[Extracted information]
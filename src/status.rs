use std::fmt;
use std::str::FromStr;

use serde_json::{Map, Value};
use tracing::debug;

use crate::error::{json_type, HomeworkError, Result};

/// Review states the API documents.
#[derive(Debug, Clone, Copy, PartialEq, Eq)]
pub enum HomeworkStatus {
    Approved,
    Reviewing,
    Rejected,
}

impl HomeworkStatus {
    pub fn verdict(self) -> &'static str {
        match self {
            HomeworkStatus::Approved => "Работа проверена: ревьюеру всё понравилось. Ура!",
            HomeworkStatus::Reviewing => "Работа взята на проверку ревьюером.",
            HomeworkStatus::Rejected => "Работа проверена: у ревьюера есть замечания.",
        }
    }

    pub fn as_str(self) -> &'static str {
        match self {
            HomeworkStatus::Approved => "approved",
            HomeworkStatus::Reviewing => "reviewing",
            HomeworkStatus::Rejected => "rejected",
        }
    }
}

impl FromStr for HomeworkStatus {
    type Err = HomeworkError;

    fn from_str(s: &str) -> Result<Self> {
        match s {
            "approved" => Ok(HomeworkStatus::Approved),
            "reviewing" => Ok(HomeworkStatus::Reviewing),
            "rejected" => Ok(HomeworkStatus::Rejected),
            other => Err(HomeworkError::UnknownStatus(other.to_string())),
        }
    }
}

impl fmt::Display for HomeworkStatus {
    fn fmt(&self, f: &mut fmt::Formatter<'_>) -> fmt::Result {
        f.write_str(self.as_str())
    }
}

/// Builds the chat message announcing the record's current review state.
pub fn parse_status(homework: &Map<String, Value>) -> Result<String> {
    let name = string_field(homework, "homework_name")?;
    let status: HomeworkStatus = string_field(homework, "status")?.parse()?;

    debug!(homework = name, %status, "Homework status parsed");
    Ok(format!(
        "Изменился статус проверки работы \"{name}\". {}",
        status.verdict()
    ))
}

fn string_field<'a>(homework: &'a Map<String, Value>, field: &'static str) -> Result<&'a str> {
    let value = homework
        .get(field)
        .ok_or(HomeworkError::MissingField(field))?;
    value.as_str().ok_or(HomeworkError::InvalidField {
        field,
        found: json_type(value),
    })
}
[/Extracted information]
[Extracted information]
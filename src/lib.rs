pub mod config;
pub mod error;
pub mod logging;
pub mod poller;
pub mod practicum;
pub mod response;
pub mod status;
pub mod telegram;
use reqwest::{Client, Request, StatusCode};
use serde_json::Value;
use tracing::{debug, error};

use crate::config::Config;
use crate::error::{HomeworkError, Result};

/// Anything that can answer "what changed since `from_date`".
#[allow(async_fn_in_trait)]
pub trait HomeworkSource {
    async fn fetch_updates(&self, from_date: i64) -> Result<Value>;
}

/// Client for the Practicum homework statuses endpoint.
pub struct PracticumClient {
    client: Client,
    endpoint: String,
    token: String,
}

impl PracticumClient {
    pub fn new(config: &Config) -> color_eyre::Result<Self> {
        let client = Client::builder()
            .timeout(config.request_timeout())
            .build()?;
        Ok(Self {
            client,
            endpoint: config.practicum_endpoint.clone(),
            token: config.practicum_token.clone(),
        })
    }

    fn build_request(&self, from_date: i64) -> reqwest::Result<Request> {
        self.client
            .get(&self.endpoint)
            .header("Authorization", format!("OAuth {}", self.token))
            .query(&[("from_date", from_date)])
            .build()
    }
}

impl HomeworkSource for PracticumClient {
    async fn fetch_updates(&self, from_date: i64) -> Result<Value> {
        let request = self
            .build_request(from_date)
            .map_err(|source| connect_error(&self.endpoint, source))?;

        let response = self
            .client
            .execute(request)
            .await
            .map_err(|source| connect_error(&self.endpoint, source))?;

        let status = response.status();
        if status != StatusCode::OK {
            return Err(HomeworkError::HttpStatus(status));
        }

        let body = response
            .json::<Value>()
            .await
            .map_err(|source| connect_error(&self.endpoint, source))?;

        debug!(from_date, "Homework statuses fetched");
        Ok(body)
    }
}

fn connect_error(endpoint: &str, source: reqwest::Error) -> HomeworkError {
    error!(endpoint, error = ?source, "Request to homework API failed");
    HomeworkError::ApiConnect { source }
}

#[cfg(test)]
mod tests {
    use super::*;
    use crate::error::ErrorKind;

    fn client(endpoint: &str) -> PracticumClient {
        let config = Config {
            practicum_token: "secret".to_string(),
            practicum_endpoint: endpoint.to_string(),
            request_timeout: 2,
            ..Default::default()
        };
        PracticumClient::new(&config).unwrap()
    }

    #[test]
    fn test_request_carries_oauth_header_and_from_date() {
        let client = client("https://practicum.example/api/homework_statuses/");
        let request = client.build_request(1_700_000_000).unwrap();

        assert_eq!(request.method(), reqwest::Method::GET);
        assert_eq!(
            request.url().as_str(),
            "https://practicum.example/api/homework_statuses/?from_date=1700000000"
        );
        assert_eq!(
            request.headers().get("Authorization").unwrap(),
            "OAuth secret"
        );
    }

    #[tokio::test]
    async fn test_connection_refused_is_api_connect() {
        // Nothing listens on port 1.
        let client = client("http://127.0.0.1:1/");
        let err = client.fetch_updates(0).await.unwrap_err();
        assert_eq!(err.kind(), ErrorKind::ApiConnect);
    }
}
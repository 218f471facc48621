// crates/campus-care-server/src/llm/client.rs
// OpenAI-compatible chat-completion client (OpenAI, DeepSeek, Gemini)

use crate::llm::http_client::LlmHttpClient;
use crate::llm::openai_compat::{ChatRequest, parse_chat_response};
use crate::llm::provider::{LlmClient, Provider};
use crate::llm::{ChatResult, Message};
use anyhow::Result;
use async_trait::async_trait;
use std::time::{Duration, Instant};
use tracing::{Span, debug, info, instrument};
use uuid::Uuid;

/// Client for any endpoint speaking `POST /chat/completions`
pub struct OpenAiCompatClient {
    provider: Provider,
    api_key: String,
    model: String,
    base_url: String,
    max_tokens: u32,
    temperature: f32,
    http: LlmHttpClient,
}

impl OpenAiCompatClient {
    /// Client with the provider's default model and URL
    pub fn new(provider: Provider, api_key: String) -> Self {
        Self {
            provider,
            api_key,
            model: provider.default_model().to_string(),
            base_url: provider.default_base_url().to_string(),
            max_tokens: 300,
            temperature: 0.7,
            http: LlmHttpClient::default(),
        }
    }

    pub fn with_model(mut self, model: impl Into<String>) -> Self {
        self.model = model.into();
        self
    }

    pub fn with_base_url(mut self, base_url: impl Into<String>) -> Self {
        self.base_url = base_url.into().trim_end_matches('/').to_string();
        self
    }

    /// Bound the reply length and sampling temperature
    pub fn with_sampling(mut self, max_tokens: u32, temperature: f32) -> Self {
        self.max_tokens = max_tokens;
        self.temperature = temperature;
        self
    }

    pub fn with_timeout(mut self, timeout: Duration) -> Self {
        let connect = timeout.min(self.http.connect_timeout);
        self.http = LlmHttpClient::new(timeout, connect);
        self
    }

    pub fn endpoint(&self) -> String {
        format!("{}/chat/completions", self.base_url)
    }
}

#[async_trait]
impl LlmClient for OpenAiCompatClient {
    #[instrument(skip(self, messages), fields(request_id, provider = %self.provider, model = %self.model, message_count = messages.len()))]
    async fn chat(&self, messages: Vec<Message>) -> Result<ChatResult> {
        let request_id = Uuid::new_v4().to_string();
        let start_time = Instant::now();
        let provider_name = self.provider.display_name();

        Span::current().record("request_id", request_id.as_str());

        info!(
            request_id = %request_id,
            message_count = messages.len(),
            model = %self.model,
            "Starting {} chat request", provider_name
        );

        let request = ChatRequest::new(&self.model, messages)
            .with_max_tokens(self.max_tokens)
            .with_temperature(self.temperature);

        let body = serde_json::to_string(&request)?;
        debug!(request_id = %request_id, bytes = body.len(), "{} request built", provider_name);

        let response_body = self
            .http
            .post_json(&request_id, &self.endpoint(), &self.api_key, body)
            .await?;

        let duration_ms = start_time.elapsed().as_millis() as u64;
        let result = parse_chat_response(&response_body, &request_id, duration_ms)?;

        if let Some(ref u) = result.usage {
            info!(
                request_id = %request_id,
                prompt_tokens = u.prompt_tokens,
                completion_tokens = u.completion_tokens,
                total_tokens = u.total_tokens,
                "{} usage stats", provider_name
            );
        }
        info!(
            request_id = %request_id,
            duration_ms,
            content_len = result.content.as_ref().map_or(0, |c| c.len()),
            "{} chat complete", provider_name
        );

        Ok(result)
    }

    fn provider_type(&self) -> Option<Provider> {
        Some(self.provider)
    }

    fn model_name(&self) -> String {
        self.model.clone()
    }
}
[/Extracted information]
[Extracted information]
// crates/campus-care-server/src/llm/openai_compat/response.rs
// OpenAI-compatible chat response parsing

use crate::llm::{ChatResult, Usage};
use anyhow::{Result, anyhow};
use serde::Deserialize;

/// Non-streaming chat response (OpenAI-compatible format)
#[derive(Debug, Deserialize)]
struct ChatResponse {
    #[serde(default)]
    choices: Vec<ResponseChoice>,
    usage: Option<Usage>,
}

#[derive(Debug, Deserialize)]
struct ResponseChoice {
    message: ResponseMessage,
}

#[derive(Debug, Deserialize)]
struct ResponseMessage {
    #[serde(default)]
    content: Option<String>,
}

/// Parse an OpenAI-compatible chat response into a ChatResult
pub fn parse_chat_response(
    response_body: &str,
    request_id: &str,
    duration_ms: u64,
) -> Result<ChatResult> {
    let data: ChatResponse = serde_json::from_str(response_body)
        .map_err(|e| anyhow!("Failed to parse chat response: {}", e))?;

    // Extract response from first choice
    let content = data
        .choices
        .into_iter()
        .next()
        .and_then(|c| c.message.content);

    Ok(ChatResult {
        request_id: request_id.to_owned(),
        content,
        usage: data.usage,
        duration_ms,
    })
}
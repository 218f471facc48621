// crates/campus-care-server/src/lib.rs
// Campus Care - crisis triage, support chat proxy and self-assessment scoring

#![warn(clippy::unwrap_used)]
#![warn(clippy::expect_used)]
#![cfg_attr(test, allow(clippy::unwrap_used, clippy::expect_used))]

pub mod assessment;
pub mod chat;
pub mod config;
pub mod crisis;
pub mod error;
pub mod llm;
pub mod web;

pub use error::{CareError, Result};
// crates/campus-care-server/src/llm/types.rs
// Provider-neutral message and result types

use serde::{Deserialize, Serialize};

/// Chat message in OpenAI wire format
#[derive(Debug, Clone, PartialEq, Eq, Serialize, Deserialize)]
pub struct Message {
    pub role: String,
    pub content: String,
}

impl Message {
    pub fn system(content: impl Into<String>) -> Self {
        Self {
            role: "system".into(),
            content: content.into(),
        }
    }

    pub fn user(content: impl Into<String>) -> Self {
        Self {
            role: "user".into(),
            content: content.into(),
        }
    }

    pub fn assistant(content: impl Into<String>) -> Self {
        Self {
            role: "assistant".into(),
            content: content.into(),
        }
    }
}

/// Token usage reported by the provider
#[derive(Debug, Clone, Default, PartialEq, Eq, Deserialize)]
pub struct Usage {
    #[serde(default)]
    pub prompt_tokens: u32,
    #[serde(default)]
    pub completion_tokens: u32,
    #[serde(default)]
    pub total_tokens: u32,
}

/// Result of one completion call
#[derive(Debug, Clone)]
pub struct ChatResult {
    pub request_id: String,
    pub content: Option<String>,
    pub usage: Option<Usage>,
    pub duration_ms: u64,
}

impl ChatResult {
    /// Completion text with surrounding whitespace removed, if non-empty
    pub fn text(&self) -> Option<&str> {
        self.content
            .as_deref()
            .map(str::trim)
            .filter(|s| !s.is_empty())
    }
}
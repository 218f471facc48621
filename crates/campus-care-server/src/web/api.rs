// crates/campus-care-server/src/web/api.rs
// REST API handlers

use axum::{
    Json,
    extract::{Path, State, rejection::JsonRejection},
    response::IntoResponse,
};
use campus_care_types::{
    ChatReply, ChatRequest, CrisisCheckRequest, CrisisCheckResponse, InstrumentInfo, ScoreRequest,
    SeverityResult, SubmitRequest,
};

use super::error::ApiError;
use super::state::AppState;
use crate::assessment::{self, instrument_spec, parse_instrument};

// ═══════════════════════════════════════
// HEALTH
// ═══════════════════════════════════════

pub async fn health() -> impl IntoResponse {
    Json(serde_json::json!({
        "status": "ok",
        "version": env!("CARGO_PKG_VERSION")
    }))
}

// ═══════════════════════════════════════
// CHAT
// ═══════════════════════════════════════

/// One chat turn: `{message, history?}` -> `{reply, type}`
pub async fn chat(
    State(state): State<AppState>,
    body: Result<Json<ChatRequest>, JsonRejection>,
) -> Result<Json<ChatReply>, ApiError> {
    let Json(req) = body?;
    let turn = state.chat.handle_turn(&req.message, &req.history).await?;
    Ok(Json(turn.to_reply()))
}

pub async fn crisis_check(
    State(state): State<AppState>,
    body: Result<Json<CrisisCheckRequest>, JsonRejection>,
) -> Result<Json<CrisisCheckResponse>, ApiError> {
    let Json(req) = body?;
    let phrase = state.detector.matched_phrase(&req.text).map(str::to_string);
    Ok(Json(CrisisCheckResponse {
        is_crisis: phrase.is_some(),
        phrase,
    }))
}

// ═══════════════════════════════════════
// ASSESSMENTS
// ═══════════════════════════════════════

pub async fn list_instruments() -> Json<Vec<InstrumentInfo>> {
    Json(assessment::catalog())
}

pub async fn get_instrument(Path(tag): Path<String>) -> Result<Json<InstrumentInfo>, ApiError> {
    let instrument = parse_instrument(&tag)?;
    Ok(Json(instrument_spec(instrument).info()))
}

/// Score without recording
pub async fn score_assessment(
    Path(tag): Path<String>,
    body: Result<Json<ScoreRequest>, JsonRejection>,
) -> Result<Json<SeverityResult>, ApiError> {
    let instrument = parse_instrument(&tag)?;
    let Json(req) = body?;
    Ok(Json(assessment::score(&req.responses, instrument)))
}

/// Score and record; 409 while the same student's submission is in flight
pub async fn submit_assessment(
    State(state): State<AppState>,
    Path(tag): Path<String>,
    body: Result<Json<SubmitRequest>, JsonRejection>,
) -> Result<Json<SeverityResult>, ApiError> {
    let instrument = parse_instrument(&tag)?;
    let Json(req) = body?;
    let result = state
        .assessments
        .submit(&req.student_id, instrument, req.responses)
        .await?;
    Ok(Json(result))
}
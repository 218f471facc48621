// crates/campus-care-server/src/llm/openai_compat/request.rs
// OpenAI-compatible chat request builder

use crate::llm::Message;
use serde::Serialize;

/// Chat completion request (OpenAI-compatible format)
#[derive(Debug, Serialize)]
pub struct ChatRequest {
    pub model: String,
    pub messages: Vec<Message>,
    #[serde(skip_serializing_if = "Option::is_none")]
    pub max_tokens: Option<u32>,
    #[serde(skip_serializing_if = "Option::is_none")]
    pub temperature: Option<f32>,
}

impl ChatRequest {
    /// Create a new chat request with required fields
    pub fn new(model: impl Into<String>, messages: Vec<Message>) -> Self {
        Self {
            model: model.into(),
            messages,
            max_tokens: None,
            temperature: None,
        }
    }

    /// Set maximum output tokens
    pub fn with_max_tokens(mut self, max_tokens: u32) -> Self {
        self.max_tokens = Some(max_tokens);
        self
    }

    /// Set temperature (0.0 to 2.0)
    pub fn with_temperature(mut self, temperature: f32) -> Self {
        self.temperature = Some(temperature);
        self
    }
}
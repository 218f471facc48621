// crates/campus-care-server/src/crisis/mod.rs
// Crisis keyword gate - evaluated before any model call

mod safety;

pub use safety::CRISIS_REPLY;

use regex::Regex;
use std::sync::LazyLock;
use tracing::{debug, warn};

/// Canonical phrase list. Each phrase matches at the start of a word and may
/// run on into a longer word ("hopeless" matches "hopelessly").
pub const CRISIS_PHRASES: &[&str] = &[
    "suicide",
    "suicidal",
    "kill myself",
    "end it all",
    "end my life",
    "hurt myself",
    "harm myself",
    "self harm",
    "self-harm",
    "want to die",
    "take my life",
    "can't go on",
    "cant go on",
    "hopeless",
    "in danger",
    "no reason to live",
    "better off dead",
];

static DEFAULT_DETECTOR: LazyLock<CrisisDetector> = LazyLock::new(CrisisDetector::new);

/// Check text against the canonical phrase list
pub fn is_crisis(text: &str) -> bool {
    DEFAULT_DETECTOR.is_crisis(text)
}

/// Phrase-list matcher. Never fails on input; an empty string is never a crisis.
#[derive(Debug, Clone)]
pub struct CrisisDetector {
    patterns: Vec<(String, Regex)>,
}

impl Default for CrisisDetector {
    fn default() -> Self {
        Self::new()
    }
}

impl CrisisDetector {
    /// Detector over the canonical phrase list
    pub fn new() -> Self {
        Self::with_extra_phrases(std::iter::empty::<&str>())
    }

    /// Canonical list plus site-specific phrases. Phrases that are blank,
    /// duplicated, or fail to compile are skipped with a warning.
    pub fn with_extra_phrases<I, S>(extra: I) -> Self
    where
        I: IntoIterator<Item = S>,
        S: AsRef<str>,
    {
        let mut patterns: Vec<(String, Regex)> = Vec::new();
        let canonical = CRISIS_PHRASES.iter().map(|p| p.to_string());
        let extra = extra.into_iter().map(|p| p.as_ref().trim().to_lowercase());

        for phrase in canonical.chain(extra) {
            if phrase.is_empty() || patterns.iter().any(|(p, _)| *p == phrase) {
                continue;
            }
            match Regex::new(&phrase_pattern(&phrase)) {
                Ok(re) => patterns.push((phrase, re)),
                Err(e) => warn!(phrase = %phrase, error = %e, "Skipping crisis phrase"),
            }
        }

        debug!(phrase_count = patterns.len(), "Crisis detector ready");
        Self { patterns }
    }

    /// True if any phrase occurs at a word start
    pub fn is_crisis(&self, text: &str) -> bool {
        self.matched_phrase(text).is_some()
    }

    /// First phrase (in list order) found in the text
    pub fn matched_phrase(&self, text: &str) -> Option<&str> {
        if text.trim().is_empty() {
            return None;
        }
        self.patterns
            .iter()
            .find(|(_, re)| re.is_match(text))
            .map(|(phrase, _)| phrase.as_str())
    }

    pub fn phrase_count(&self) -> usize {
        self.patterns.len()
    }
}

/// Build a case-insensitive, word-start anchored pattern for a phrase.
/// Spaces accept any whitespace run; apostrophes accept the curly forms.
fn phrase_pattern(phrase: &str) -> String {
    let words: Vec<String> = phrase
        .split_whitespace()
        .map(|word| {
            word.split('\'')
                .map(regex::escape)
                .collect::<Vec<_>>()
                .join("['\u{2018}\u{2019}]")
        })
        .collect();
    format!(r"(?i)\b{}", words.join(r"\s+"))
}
[/Extracted information]
Your task
Wherever the word "allow" shows up in the material, copy the line it is on.

Reply to the task
#[allow(async_fn_in_trait)]
#![cfg_attr(test, allow(clippy::unwrap_used, clippy::expect_used))]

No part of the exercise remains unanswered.